WHAT THIS TASK INVOLVES: Which lines below contain the word "StoreSnafu"? Copy each one.
Segment Start: SOURCE MATERIAL
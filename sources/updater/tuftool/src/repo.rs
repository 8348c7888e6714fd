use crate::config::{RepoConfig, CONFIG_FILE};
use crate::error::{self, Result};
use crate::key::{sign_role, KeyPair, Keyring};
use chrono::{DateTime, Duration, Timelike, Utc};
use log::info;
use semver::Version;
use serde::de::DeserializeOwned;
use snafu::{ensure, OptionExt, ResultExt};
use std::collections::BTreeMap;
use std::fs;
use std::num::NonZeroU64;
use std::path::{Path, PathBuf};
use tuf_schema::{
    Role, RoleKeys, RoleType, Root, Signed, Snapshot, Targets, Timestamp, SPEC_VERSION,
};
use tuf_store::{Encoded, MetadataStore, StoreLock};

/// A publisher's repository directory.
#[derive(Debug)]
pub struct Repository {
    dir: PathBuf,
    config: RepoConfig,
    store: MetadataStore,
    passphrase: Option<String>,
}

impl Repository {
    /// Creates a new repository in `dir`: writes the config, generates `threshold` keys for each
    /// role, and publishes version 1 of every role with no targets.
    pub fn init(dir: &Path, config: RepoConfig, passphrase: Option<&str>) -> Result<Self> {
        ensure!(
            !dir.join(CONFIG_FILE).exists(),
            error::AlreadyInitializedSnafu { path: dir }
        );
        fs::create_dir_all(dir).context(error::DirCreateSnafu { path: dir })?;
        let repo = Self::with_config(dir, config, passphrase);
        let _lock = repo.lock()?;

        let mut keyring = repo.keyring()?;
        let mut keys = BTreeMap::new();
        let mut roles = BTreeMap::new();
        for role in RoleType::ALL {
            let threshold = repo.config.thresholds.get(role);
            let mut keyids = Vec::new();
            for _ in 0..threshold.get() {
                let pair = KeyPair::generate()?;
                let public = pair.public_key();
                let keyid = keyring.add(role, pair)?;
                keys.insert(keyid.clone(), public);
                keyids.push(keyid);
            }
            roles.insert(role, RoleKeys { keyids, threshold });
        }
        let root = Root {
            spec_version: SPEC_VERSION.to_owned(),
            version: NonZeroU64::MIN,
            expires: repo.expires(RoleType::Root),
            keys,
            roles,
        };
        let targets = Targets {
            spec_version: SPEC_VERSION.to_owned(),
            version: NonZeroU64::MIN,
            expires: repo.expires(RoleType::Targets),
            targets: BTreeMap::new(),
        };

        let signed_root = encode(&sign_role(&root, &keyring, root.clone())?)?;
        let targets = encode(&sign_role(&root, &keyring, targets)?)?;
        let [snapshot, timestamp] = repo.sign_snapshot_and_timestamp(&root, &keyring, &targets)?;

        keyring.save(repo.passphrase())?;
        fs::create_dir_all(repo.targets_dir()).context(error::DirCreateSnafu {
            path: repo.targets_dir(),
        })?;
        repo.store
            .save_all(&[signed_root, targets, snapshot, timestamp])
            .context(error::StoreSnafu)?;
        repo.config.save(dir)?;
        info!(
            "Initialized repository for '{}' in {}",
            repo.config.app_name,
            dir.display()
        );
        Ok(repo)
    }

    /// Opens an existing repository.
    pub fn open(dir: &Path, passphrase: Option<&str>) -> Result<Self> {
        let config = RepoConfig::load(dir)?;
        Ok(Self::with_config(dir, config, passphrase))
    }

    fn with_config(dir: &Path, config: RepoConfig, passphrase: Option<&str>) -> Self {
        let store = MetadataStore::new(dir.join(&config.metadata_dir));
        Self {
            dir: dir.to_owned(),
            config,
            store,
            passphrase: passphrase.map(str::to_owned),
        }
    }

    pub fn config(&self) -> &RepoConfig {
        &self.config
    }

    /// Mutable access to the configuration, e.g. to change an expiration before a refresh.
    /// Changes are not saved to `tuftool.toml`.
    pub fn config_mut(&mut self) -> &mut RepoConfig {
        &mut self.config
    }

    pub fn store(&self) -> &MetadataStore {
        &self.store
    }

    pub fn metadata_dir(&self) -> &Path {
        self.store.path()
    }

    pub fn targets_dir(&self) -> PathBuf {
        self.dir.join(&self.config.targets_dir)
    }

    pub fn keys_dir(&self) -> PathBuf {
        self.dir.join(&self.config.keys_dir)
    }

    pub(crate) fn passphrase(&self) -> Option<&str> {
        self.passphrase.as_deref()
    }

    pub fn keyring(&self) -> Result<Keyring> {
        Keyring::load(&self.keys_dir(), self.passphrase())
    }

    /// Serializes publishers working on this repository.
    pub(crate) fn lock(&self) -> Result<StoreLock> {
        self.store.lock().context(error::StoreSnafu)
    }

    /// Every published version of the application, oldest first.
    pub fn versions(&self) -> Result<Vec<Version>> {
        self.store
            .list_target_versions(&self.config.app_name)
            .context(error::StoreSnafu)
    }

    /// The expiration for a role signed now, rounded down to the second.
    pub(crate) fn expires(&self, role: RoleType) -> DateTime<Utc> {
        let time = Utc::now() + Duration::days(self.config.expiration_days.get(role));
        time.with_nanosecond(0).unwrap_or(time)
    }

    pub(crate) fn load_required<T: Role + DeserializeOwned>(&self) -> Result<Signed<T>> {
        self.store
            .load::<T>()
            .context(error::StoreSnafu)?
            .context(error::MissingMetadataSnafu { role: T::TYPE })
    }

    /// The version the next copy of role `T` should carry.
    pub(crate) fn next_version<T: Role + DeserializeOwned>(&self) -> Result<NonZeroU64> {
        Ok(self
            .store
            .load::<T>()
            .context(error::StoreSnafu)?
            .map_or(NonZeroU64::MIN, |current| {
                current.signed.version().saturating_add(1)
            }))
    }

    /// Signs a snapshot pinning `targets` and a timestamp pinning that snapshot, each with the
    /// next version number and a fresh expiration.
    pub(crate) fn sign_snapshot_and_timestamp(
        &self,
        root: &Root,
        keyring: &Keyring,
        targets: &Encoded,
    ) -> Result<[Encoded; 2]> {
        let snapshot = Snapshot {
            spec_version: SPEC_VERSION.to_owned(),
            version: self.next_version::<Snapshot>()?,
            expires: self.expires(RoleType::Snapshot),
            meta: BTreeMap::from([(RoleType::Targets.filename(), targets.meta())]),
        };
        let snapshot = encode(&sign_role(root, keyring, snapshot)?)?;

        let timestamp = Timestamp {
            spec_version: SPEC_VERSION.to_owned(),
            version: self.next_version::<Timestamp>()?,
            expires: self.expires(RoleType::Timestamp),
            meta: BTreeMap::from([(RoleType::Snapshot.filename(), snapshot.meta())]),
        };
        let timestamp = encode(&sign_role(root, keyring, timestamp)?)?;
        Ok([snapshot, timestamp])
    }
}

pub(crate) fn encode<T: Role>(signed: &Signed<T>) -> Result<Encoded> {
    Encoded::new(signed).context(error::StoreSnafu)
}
Segment End: SOURCE MATERIAL
EXERCISE OUTPUT:
            .context(error::StoreSnafu)?;
        self.store.lock().context(error::StoreSnafu)
            .context(error::StoreSnafu)
            .context(error::StoreSnafu)?
            .context(error::StoreSnafu)?
    Encoded::new(signed).context(error::StoreSnafu)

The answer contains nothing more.